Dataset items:
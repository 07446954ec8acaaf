//! Object stream benchmarks.
//!
//! Benchmarks packing staged objects into an object stream and decoding the
//! result, with and without Flate compression.

#![allow(missing_docs)]

use criterion::{black_box, criterion_group, criterion_main, BenchmarkId, Criterion};
use pdf_objmodel::config::ObjectStreamConfig;
use pdf_objmodel::document::MemoryDocument;
use pdf_objmodel::object::{Dict, Object, ObjectRef};
use pdf_objmodel::objstm::ObjectStream;

/// Document with `count` small page-like dictionaries, all staged in one stream.
fn populated(count: u32) -> (MemoryDocument, ObjectStream) {
    let mut doc = MemoryDocument::new();
    let mut stream = ObjectStream::new().expect("empty object stream");
    for id in 1..=count {
        let mut page = Dict::new();
        page.insert("Type".to_string(), Object::name("Page"));
        page.insert("Parent".to_string(), Object::Reference(ObjectRef::new(count + 1, 0)));
        page.insert(
            "MediaBox".to_string(),
            Object::Array(vec![
                Object::Integer(0),
                Object::Integer(0),
                Object::Real(612.0),
                Object::Real(792.0),
            ]),
        );
        let r = ObjectRef::new(id, 0);
        doc.insert(r, Object::Dictionary(page)).expect("insert");
        stream.add_object(r);
    }
    (doc, stream)
}

fn bench_write_objects(c: &mut Criterion) {
    let mut group = c.benchmark_group("objstm/write");

    for count in [10u32, 100, 1000] {
        let (doc, stream) = populated(count);
        for compress in [false, true] {
            let config = ObjectStreamConfig::new().with_compress(compress);
            let label = if compress { "flate" } else { "plain" };
            group.bench_with_input(BenchmarkId::new(label, count), &config, |b, config| {
                b.iter_batched(
                    || stream.clone(),
                    |mut stream| {
                        stream
                            .write_objects(&doc, &doc, black_box(config))
                            .expect("write");
                        stream
                    },
                    criterion::BatchSize::SmallInput,
                );
            });
        }
    }

    group.finish();
}

fn bench_parse_stream(c: &mut Criterion) {
    let mut group = c.benchmark_group("objstm/parse");

    for count in [10u32, 100, 1000] {
        for compress in [false, true] {
            let config = ObjectStreamConfig::new().with_compress(compress);
            let (doc, mut stream) = populated(count);
            stream.write_objects(&doc, &doc, &config).expect("write");
            let encoded = stream.handle().borrow().value.clone();

            let label = if compress { "flate" } else { "plain" };
            group.bench_with_input(BenchmarkId::new(label, count), &encoded, |b, encoded| {
                b.iter(|| {
                    let mut stream = ObjectStream::from_object(encoded.clone()).expect("stream");
                    let data = stream.parse_stream(&config).expect("parse");
                    black_box(data.to_map().len())
                });
            });
        }
    }

    group.finish();
}

criterion_group!(benches, bench_write_objects, bench_parse_stream);
criterion_main!(benches);
//! ASCIIHexDecode stage of the decoding pipeline.
//!
//! Decodes hexadecimal-encoded data (e.g., "48656C6C6F" -> "Hello").
//! Whitespace is ignored, `>` ends the data, and an odd trailing digit is
//! padded with an implicit '0'.

use crate::decoders::ByteSource;
use crate::error::{Error, Result};
use bytes::Bytes;

/// ASCIIHexDecode filter stage.
///
/// A high nibble left over at the end of one upstream chunk is carried into
/// the next chunk.
pub struct AsciiHexSource {
    upstream: Box<dyn ByteSource>,
    pending: Option<u8>,
    done: bool,
}

impl AsciiHexSource {
    /// Wrap `upstream`.
    pub fn new(upstream: Box<dyn ByteSource>) -> Self {
        Self {
            upstream,
            pending: None,
            done: false,
        }
    }

    fn finish(&mut self, output: &mut Vec<u8>) {
        if let Some(high) = self.pending.take() {
            output.push(high << 4);
        }
        self.done = true;
    }
}

impl ByteSource for AsciiHexSource {
    fn has_more(&self) -> bool {
        !self.done
    }

    fn next_chunk(&mut self) -> Result<Option<Bytes>> {
        if self.done {
            return Ok(None);
        }
        let chunk = match self.upstream.next_chunk()? {
            Some(chunk) => chunk,
            None => {
                let mut tail = Vec::new();
                self.finish(&mut tail);
                return Ok(if tail.is_empty() { None } else { Some(Bytes::from(tail)) });
            },
        };

        let mut output = Vec::with_capacity(chunk.len() / 2 + 1);
        for &c in chunk.iter() {
            if c.is_ascii_whitespace() {
                continue;
            }
            if c == b'>' {
                self.finish(&mut output);
                break;
            }
            let nibble = hex_digit_to_value(c).ok_or_else(|| {
                Error::Decode(format!("ASCIIHexDecode: invalid hex digit '{}'", c as char))
            })?;
            match self.pending.take() {
                Some(high) => output.push((high << 4) | nibble),
                None => self.pending = Some(nibble),
            }
        }
        Ok(Some(Bytes::from(output)))
    }
}

/// Convert a hexadecimal ASCII character to its numeric value.
fn hex_digit_to_value(digit: u8) -> Option<u8> {
    match digit {
        b'0'..=b'9' => Some(digit - b'0'),
        b'A'..=b'F' => Some(digit - b'A' + 10),
        b'a'..=b'f' => Some(digit - b'a' + 10),
        _ => None,
    }
}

WHAT TO WORK ON — Your job is to print exactly the lines that run from the top of the entries through the line with "#![allow(missing_docs)]", and no others.

RESPONSE —
repository 07446954ec8acaaf
//! Object stream benchmarks.
//!
//! Benchmarks packing staged objects into an object stream and decoding the
//! result, with and without Flate compression.

#![allow(missing_docs)]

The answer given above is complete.